**Your assignment:**
Below is a listing from which only part is wanted; return exactly the lines from the one with "let px = panel_x" up to and including the one with "let mid_y = start_y.saturating_add(frame_h".

**Materials provided:**
BEGIN

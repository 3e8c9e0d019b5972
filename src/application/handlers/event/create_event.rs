//! CreateEventHandler - Command handler for creating an event with its pages.

use std::sync::Arc;

use crate::domain::event::{converter, EditorState, Event};
use crate::domain::foundation::{DomainError, UserId};
use crate::ports::{EventRepository, EventWithPages};

/// Command to create an event.
#[derive(Debug, Clone)]
pub struct CreateEventCommand {
    pub owner_id: UserId,
    pub name: String,
    pub domain_code: String,
    /// Editor state of the landing pages; padded to five slots on save.
    pub editor: EditorState,
}

/// Handler for event creation.
pub struct CreateEventHandler {
    events: Arc<dyn EventRepository>,
}

impl CreateEventHandler {
    pub fn new(events: Arc<dyn EventRepository>) -> Self {
        Self { events }
    }

    pub async fn handle(&self, cmd: CreateEventCommand) -> Result<EventWithPages, DomainError> {
        let event = Event::create(cmd.owner_id, cmd.name, cmd.domain_code)
            .map_err(|e| DomainError::validation("event", e.to_string()))?;

        let pages = converter::to_records(&cmd.editor);
        self.events.insert(&event, &pages).await?;

        Ok(EventWithPages { event, pages })
    }
}
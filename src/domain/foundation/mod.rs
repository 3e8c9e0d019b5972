//! Foundation types shared across the domain.
//!
//! Strongly-typed identifiers, the UTC timestamp value object, and the
//! error triple (`ErrorCode`, `DomainError`, `ValidationError`) used by
//! every layer above.

mod errors;
mod ids;
mod timestamp;

pub use errors::{DomainError, ErrorCode, ValidationError};
pub use ids::{CouponId, EventId, LocationId, PageId, StoreId, UserId};
pub use timestamp::Timestamp;
//! Authentication adapters.
//!
//! Implementations of the `AuthProvider` port:
//!
//! - `gotrue` - the hosted auth service used in production
//! - `mock` - in-process implementation for tests and local development

mod gotrue;
mod mock;

pub use gotrue::{GoTrueAuthProvider, GoTrueConfig};
pub use mock::MockAuthProvider;
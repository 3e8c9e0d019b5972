//! PostgreSQL implementation of the VerificationCodeStore port.

use async_trait::async_trait;
use chrono::{DateTime, Utc};
use sqlx::PgPool;
use uuid::Uuid;

use crate::domain::foundation::{DomainError, Timestamp};
use crate::ports::{VerificationCodeRecord, VerificationCodeStore};

pub struct PostgresVerificationCodeStore {
    pool: PgPool,
}

impl PostgresVerificationCodeStore {
    pub fn new(pool: PgPool) -> Self {
        Self { pool }
    }
}

#[derive(Debug, sqlx::FromRow)]
struct CodeRow {
    id: Uuid,
    email: String,
    code: String,
    used: bool,
    expires_at: DateTime<Utc>,
    created_at: DateTime<Utc>,
}

impl From<CodeRow> for VerificationCodeRecord {
    fn from(row: CodeRow) -> Self {
        VerificationCodeRecord {
            id: row.id,
            email: row.email,
            code: row.code,
            used: row.used,
            expires_at: Timestamp::from_datetime(row.expires_at),
            created_at: Timestamp::from_datetime(row.created_at),
        }
    }
}

#[async_trait]
impl VerificationCodeStore for PostgresVerificationCodeStore {
    async fn insert(&self, record: &VerificationCodeRecord) -> Result<(), DomainError> {
        sqlx::query(
            r#"
            INSERT INTO verification_codes (id, email, code, used, expires_at, created_at)
            VALUES ($1, $2, $3, $4, $5, $6)
            "#,
        )
        .bind(record.id)
        .bind(&record.email)
        .bind(&record.code)
        .bind(record.used)
        .bind(record.expires_at.as_datetime())
        .bind(record.created_at.as_datetime())
        .execute(&self.pool)
        .await
        .map_err(DomainError::database)?;
        Ok(())
    }

    async fn find_latest(
        &self,
        email: &str,
        code: &str,
    ) -> Result<Option<VerificationCodeRecord>, DomainError> {
        let row: Option<CodeRow> = sqlx::query_as(
            r#"
            SELECT id, email, code, used, expires_at, created_at
            FROM verification_codes
            WHERE email = $1 AND code = $2
            ORDER BY created_at DESC
            LIMIT 1
            "#,
        )
        .bind(email)
        .bind(code)
        .fetch_optional(&self.pool)
        .await
        .map_err(DomainError::database)?;

        Ok(row.map(VerificationCodeRecord::from))
    }

    async fn mark_used(&self, id: &Uuid) -> Result<(), DomainError> {
        sqlx::query("UPDATE verification_codes SET used = TRUE WHERE id = $1")
            .bind(id)
            .execute(&self.pool)
            .await
            .map_err(DomainError::database)?;
        Ok(())
    }
}
//! Authentication configuration

use serde::Deserialize;

use super::error::ValidationError;
use super::server::Environment;

/// Authentication configuration (hosted GoTrue service)
#[derive(Debug, Clone, Deserialize)]
pub struct AuthConfig {
    /// Base URL of the auth service
    pub url: String,

    /// Public API key
    pub api_key: String,

    /// HS256 secret access tokens are signed with
    pub jwt_secret: String,

    /// Expected audience claim
    #[serde(default = "default_audience")]
    pub audience: String,
}

impl AuthConfig {
    /// Validate auth configuration
    pub fn validate(&self, environment: &Environment) -> Result<(), ValidationError> {
        if self.url.is_empty() {
            return Err(ValidationError::MissingRequired("AUTH__URL"));
        }
        if self.api_key.is_empty() {
            return Err(ValidationError::MissingRequired("AUTH__API_KEY"));
        }
        if self.jwt_secret.is_empty() {
            return Err(ValidationError::MissingRequired("AUTH__JWT_SECRET"));
        }
        if *environment == Environment::Production && !self.url.starts_with("https://") {
            return Err(ValidationError::AuthUrlMustBeHttps);
        }
        Ok(())
    }
}

fn default_audience() -> String {
    "authenticated".to_string()
}

#[cfg(test)]
mod tests {
    use super::*;

    fn valid() -> AuthConfig {
        AuthConfig {
            url: "https://auth.example.com".to_string(),
            api_key: "anon".to_string(),
            jwt_secret: "secret".to_string(),
            audience: default_audience(),
        }
    }

    #[test]
    fn production_requires_https() {
        let config = AuthConfig {
            url: "http://auth.example.com".to_string(),
            ..valid()
        };
        assert!(config.validate(&Environment::Development).is_ok());
        assert!(config.validate(&Environment::Production).is_err());
    }

    #[test]
    fn jwt_secret_is_required() {
        let config = AuthConfig {
            jwt_secret: String::new(),
            ..valid()
        };
        assert!(config.validate(&Environment::Development).is_err());
    }
}
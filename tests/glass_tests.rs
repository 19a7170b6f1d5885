//! Glass tests - locking and row clearing through the facade

use glassfall::core::{positions_overlap, Cell, Figure, Glass};
use glassfall::types::{ShapeKind, GLASS_WIDTH};

fn fill_row(glass: &mut Glass, row: i8) {
    for x in 0..GLASS_WIDTH as i8 {
        assert!(glass.insert(Cell::new(x, row, 0)));
    }
}

#[test]
fn lock_transfers_figure_cells() {
    let mut glass = Glass::new();
    let fig = Figure::new(3, 17, ShapeKind::O, 2, 0);

    assert!(glass.lock(&fig));
    assert_eq!(glass.cells().len(), 4);
    assert!(glass.occupied(3, 17));
    assert!(glass.occupied(4, 18));
    // Color travels with the cell.
    assert!(glass.cells().iter().all(|c| c.color == 2));
}

#[test]
fn lock_collision_leaves_glass_unchanged() {
    let mut glass = Glass::new();
    assert!(glass.insert(Cell::new(3, 17, 0)));

    let fig = Figure::new(3, 17, ShapeKind::O, 1, 0);
    assert!(!glass.lock(&fig));
    assert_eq!(glass.cells().len(), 1);
}

#[test]
fn cleared_row_five_shifts_cell_from_two_to_three() {
    let mut glass = Glass::new();
    fill_row(&mut glass, 5);
    assert!(glass.insert(Cell::new(3, 2, 1)));

    assert_eq!(glass.clear_full_rows(), 1);

    // Row 5 is gone; the cell that was at (3, 2) now sits at (3, 3).
    assert!(!glass.row_full(5));
    assert!(glass.occupied(3, 3));
    assert!(!glass.occupied(3, 2));
}

#[test]
fn stacked_full_rows_clear_together() {
    let mut glass = Glass::new();
    fill_row(&mut glass, 4);
    fill_row(&mut glass, 5);

    assert_eq!(glass.clear_full_rows(), 2);
    assert!(glass.cells().is_empty());
}

#[test]
fn partial_rows_survive_a_clear() {
    let mut glass = Glass::new();
    fill_row(&mut glass, 19);
    assert!(glass.insert(Cell::new(0, 18, 1)));
    assert!(glass.insert(Cell::new(9, 17, 2)));

    assert_eq!(glass.clear_full_rows(), 1);
    assert_eq!(glass.cells().len(), 2);
    assert!(glass.occupied(0, 19));
    assert!(glass.occupied(9, 18));
}

#[test]
fn empty_glass_clears_nothing() {
    let mut glass = Glass::new();
    assert_eq!(glass.clear_full_rows(), 0);
}

#[test]
fn locked_positions_remain_unique() {
    let mut glass = Glass::new();
    assert!(glass.lock(&Figure::new(0, 18, ShapeKind::O, 0, 0)));
    assert!(glass.lock(&Figure::new(4, 18, ShapeKind::O, 1, 0)));
    fill_row(&mut glass, 8);
    glass.clear_full_rows();

    let cells = glass.cells();
    for (i, a) in cells.iter().enumerate() {
        assert!(
            !positions_overlap(&[*a], &cells[i + 1..]),
            "duplicate at {:?}",
            a.pos()
        );
    }
}

#[test]
fn overlap_queries_see_locked_cells() {
    let mut glass = Glass::new();
    assert!(glass.insert(Cell::new(5, 5, 0)));

    assert!(glass.overlaps(&[Cell::new(5, 5, 2)]));
    assert!(!glass.overlaps(&[Cell::new(5, 6, 0)]));
}
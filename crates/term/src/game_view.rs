//! GameView: maps a core `GameSnapshot` into a terminal frame.
//!
//! This module is pure (no I/O), so it can be unit-tested by inspecting the
//! produced frame. It also owns the figure palette: the simulation deals in
//! color indices only, and this is where indices become actual colors.

use glassfall_core::GameSnapshot;
use glassfall_types::PALETTE_LEN;

use crate::fb::{Frame, Rgb, Style};

/// Terminal viewport dimensions.
#[derive(Debug, Clone, Copy, PartialEq, Eq)]
pub struct Viewport {
    pub width: u16,
    pub height: u16,
}

impl Viewport {
    pub fn new(width: u16, height: u16) -> Self {
        Self { width, height }
    }
}

/// Map a palette index to its display color.
///
/// Magenta, green, yellow. Indices wrap so an out-of-range index still
/// renders rather than panicking.
pub fn palette_color(index: u8) -> Rgb {
    match index % PALETTE_LEN {
        0 => Rgb::new(255, 0, 255),
        1 => Rgb::new(0, 255, 0),
        _ => Rgb::new(255, 255, 0),
    }
}

/// Vertical anchoring of the glass within the viewport.
#[derive(Debug, Clone, Copy, PartialEq, Eq)]
pub enum AnchorY {
    Center,
    Top,
}

/// A lightweight terminal view for the game.
pub struct GameView {
    /// Glass cell width in terminal columns.
    cell_w: u16,
    /// Glass cell height in terminal rows.
    cell_h: u16,
    anchor_y: AnchorY,
}

impl Default for GameView {
    fn default() -> Self {
        // 2x1 compensates for typical terminal glyph aspect ratio.
        Self {
            cell_w: 2,
            cell_h: 1,
            anchor_y: AnchorY::Center,
        }
    }
}

impl GameView {
    pub fn new(cell_w: u16, cell_h: u16) -> Self {
        Self {
            cell_w,
            cell_h,
            anchor_y: AnchorY::Center,
        }
    }

    pub fn with_anchor_y(mut self, anchor_y: AnchorY) -> Self {
        self.anchor_y = anchor_y;
        self
    }

    /// Render a snapshot into an existing frame.
    ///
    /// This is the allocation-free hot path: callers reuse one frame across
    /// draws and it is only resized when the terminal size changes.
    pub fn render_into(&self, snap: &GameSnapshot, viewport: Viewport, fb: &mut Frame) {
        fb.resize(viewport.width, viewport.height);
        fb.clear(Style::default().glyph(' '));

        let glass_px_w = (snap.width as u16) * self.cell_w;
        let glass_px_h = (snap.height as u16) * self.cell_h;
        let frame_w = glass_px_w + 2;
        let frame_h = glass_px_h + 2;

        let start_x = viewport.width.saturating_sub(frame_w) / 2;
        let start_y = match self.anchor_y {
            AnchorY::Center => viewport.height.saturating_sub(frame_h) / 2,
            AnchorY::Top => 0,
        };

        let bg = Style {
            fg: Rgb::new(80, 80, 90),
            bg: Rgb::new(30, 30, 40),
            bold: false,
            dim: false,
        };
        let border = Style {
            fg: Rgb::new(200, 200, 200),
            bg: Rgb::new(0, 0, 0),
            bold: false,
            dim: false,
        };

        // Play area background and grid dots.
        fb.fill_rect(start_x + 1, start_y + 1, glass_px_w, glass_px_h, ' ', bg);
        for y in 0..snap.height as u16 {
            for x in 0..snap.width as u16 {
                self.draw_empty_cell(fb, start_x, start_y, x, y);
            }
        }

        self.draw_border(fb, start_x, start_y, frame_w, frame_h, border);

        // Locked cells, then the falling figure on top.
        for cell in &snap.locked {
            self.draw_glass_cell(fb, start_x, start_y, cell.x, cell.y, cell.color);
        }
        for cell in &snap.figure {
            self.draw_glass_cell(fb, start_x, start_y, cell.x, cell.y, cell.color);
        }

        self.draw_side_panel(fb, snap, viewport, start_x, start_y, frame_w);

        if snap.game_over {
            self.draw_overlay_text(fb, start_x, start_y, frame_w, frame_h, "GAME OVER");
        }
    }

    /// Convenience helper that allocates a new frame.
    pub fn render(&self, snap: &GameSnapshot, viewport: Viewport) -> Frame {
        let mut fb = Frame::new(viewport.width, viewport.height);
        self.render_into(snap, viewport, &mut fb);
        fb
    }

    fn draw_border(&self, fb: &mut Frame, x: u16, y: u16, w: u16, h: u16, style: Style) {
        if w < 2 || h < 2 {
            return;
        }

        fb.put_char(x, y, '┌', style);
        fb.put_char(x + w - 1, y, '┐', style);
        fb.put_char(x, y + h - 1, '└', style);
        fb.put_char(x + w - 1, y + h - 1, '┘', style);

        for dx in 1..w - 1 {
            fb.put_char(x + dx, y, '─', style);
            fb.put_char(x + dx, y + h - 1, '─', style);
        }
        for dy in 1..h - 1 {
            fb.put_char(x, y + dy, '│', style);
            fb.put_char(x + w - 1, y + dy, '│', style);
        }
    }

    fn draw_empty_cell(&self, fb: &mut Frame, start_x: u16, start_y: u16, x: u16, y: u16) {
        let style = Style {
            fg: Rgb::new(90, 90, 100),
            bg: Rgb::new(30, 30, 40),
            bold: false,
            dim: true,
        };
        self.fill_cell_rect(fb, start_x, start_y, x, y, '·', style);
    }

    fn draw_glass_cell(&self, fb: &mut Frame, start_x: u16, start_y: u16, x: i8, y: i8, color: u8) {
        if x < 0 || y < 0 {
            return;
        }
        let style = Style {
            fg: palette_color(color),
            bg: Rgb::new(30, 30, 40),
            bold: true,
            dim: false,
        };
        self.fill_cell_rect(fb, start_x, start_y, x as u16, y as u16, '█', style);
    }

    fn fill_cell_rect(
        &self,
        fb: &mut Frame,
        start_x: u16,
        start_y: u16,
        cell_x: u16,
        cell_y: u16,
        ch: char,
        style: Style,
    ) {
        let px = start_x + 1 + cell_x * self.cell_w;
        let py = start_y + 1 + cell_y * self.cell_h;
        fb.fill_rect(px, py, self.cell_w, self.cell_h, ch, style);
    }

    fn draw_side_panel(
        &self,
        fb: &mut Frame,
        snap: &GameSnapshot,
        viewport: Viewport,
        start_x: u16,
        start_y: u16,
        frame_w: u16,
    ) {
        let panel_x = start_x.saturating_add(frame_w).saturating_add(2);
        if panel_x >= viewport.width {
            return;
        }
        let panel_w = viewport.width - panel_x;
        if panel_w < 12 {
            return;
        }

        let label = Style {
            fg: Rgb::new(220, 220, 220),
            bg: Rgb::new(0, 0, 0),
            bold: true,
            dim: false,
        };
        let value = Style {
            fg: Rgb::new(200, 200, 200),
            bg: Rgb::new(0, 0, 0),
            bold: false,
            dim: false,
        };

        let mut y = start_y;
        fb.put_str(panel_x, y, "SCORE", label);
        y = y.saturating_add(1);
        fb.put_u32(panel_x, y, snap.score, value);
        y = y.saturating_add(2);

        fb.put_str(panel_x, y, "NEXT", label);
        y = y.saturating_add(1);

        // Preview cells in their local grid, one panel row per cell row.
        for cell in &snap.preview {
            if cell.x < 0 || cell.y < 0 {
                continue;
            }
            let px = panel_x + (cell.x as u16) * self.cell_w;
            let py = y.saturating_add((cell.y as u16) * self.cell_h);
            if py >= viewport.height {
                continue;
            }
            let style = Style {
                fg: palette_color(cell.color),
                bg: Rgb::new(0, 0, 0),
                bold: false,
                dim: false,
            };
            fb.fill_rect(px, py, self.cell_w, self.cell_h, '█', style);
        }
    }

    fn draw_overlay_text(
        &self,
        fb: &mut Frame,
        start_x: u16,
        start_y: u16,
        frame_w: u16,
        frame_h: u16,
        text: &str,
    ) {
        let mid_y = start_y.saturating_add(frame_h / 2);
        let text_w = text.chars().count() as u16;
        let x = start_x.saturating_add(frame_w.saturating_sub(text_w) / 2);
        let style = Style {
            fg: Rgb::new(255, 255, 255),
            bg: Rgb::new(0, 0, 0),
            bold: true,
            dim: false,
        };
        fb.put_str(x, mid_y, text, style);
    }
}

#[cfg(test)]
mod tests {
    use super::*;
    use glassfall_core::Cell;

    fn frame_text(frame: &Frame) -> Vec<String> {
        (0..frame.height())
            .map(|y| {
                (0..frame.width())
                    .map(|x| frame.get(x, y).unwrap().ch)
                    .collect()
            })
            .collect()
    }

    fn sample_snapshot() -> GameSnapshot {
        let mut snap = GameSnapshot {
            width: 10,
            height: 20,
            score: 410,
            ..GameSnapshot::default()
        };
        snap.locked.push(Cell::new(0, 19, 0));
        snap.figure.push(Cell::new(4, 0, 1));
        snap.preview.push(Cell::new(0, 0, 2));
        snap.preview.push(Cell::new(1, 0, 2));
        snap
    }

    #[test]
    fn renders_border_and_panel() {
        let view = GameView::default();
        let frame = view.render(&sample_snapshot(), Viewport::new(60, 24));

        let text = frame_text(&frame);
        let all: String = text.join("\n");
        assert!(all.contains('┌'));
        assert!(all.contains('┘'));
        assert!(all.contains("SCORE"));
        assert!(all.contains("NEXT"));
        assert!(all.contains("410"));
        assert!(all.contains('█'));
    }

    #[test]
    fn game_over_overlay_is_drawn_only_when_flagged() {
        let view = GameView::default();
        let mut snap = sample_snapshot();

        let frame = view.render(&snap, Viewport::new(60, 24));
        assert!(!frame_text(&frame).join("\n").contains("GAME OVER"));

        snap.game_over = true;
        let frame = view.render(&snap, Viewport::new(60, 24));
        assert!(frame_text(&frame).join("\n").contains("GAME OVER"));
    }

    #[test]
    fn tiny_viewport_does_not_panic() {
        let view = GameView::default();
        let _ = view.render(&sample_snapshot(), Viewport::new(5, 3));
    }

    #[test]
    fn palette_wraps_out_of_range_indices() {
        assert_eq!(palette_color(0), palette_color(PALETTE_LEN));
        assert_ne!(palette_color(0), palette_color(1));
    }
}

END

**Response for this exercise:**
            let px = panel_x + (cell.x as u16) * self.cell_w;
            let py = y.saturating_add((cell.y as u16) * self.cell_h);
            if py >= viewport.height {
                continue;
            }
            let style = Style {
                fg: palette_color(cell.color),
                bg: Rgb::new(0, 0, 0),
                bold: false,
                dim: false,
            };
            fb.fill_rect(px, py, self.cell_w, self.cell_h, '█', style);
        }
    }

    fn draw_overlay_text(
        &self,
        fb: &mut Frame,
        start_x: u16,
        start_y: u16,
        frame_w: u16,
        frame_h: u16,
        text: &str,
    ) {
        let mid_y = start_y.saturating_add(frame_h / 2);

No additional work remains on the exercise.